You can’t stop yourself
If I say this is a haiku
You’ll count syllables
I panicked when my car wasn’t in the driveway after walking home from the mechanic so my Mensa invitation should arrive any day now
me, turning into a werewolf: get out of here. it’s not safe
girl: [holding a tennis ball behind back] i think i’ll b fine lmao
god: *creates human* whatcha think?
angel: nice, will it hurt itself in the dark?
god: *adds shins* now it will
The opposite of formaldehyde is casualdejekyll.
Me: Would you remarry if I died?
Wife: Yes.
Me: What?!? Would you at least WAIT awhile?

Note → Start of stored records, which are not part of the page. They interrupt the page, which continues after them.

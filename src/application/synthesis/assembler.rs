//! Audio Assembler - 片段音频拼接
//!
//! 将各片段独立编码的音频按顺序做字节级拼接。
//! 已知的简化：不做解码重编码，也不做容器级合并，
//! 依赖目标编码格式（mp3 帧流）容忍首尾相接的顺序播放。

use thiserror::Error;

/// 拼接错误
///
/// 字节级拼接对合法输入不会失败；此类型为将来的
/// 容器感知合并预留，使升级不必改动管线签名
#[derive(Debug, Error)]
pub enum AssemblyError {}

/// 按顺序拼接片段音频
///
/// 单个缓冲区时原样返回，避免无意义的拷贝
pub fn assemble(mut buffers: Vec<Vec<u8>>) -> Result<Vec<u8>, AssemblyError> {
    if buffers.len() == 1 {
        return Ok(buffers.pop().unwrap());
    }

    let total: usize = buffers.iter().map(|b| b.len()).sum();
    let mut merged = Vec::with_capacity(total);
    for buffer in &buffers {
        merged.extend_from_slice(buffer);
    }

    Ok(merged)
}
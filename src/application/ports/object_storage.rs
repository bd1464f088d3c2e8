//! Object Storage Port - 对象存储抽象
//!
//! 生成音频与克隆样本的持久化存储，具体实现在
//! infrastructure/adapters/storage 层

use async_trait::async_trait;
use thiserror::Error;

/// 存储错误
#[derive(Debug, Error)]
pub enum StorageError {
    #[error("IO error: {0}")]
    IoError(String),

    #[error("Object not found: {0}")]
    NotFound(String),

    #[error("Invalid object key: {0}")]
    InvalidKey(String),
}

/// 已存储对象的定位信息
#[derive(Debug, Clone)]
pub struct StoredObject {
    /// 存储 key（含用户前缀）
    pub key: String,
    /// 公开访问 URL
    pub url: String,
}

/// Object Storage Port
#[async_trait]
pub trait ObjectStoragePort: Send + Sync {
    /// 写入对象并返回其 key 与公开 URL
    async fn put(
        &self,
        key: &str,
        data: &[u8],
        content_type: &str,
    ) -> Result<StoredObject, StorageError>;

    /// 读取对象内容
    async fn get(&self, key: &str) -> Result<Vec<u8>, StorageError>;

    /// 删除对象（不存在时静默成功）
    async fn delete(&self, key: &str) -> Result<(), StorageError>;
}
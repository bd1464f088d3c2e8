//! 存储适配器 - ObjectStoragePort 的具体实现

mod file_storage;

pub use file_storage::FileObjectStorage;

Wife: Depends. Are you dead because I killed you?
[three days after inventing phone]
*rrrrrriiiiiiiiinnggggg*
Alexander Graham Bell: oh ffs
I wanted to start writing a sewing blog
But I lost my thread
Wishing everyone peace, love, and happiness in the new year. And if you’ve ever done me wrong, a touch of chlamydia.
Alarm system? Yeah right. I’ll defend my home the way my ancestors would have. A series of large painted portraits with peepholes for eyes.
My dog is a firm believer in teamwork.
I stepped away to use the restroom for a minute and when I came back he had finished my nachos for me.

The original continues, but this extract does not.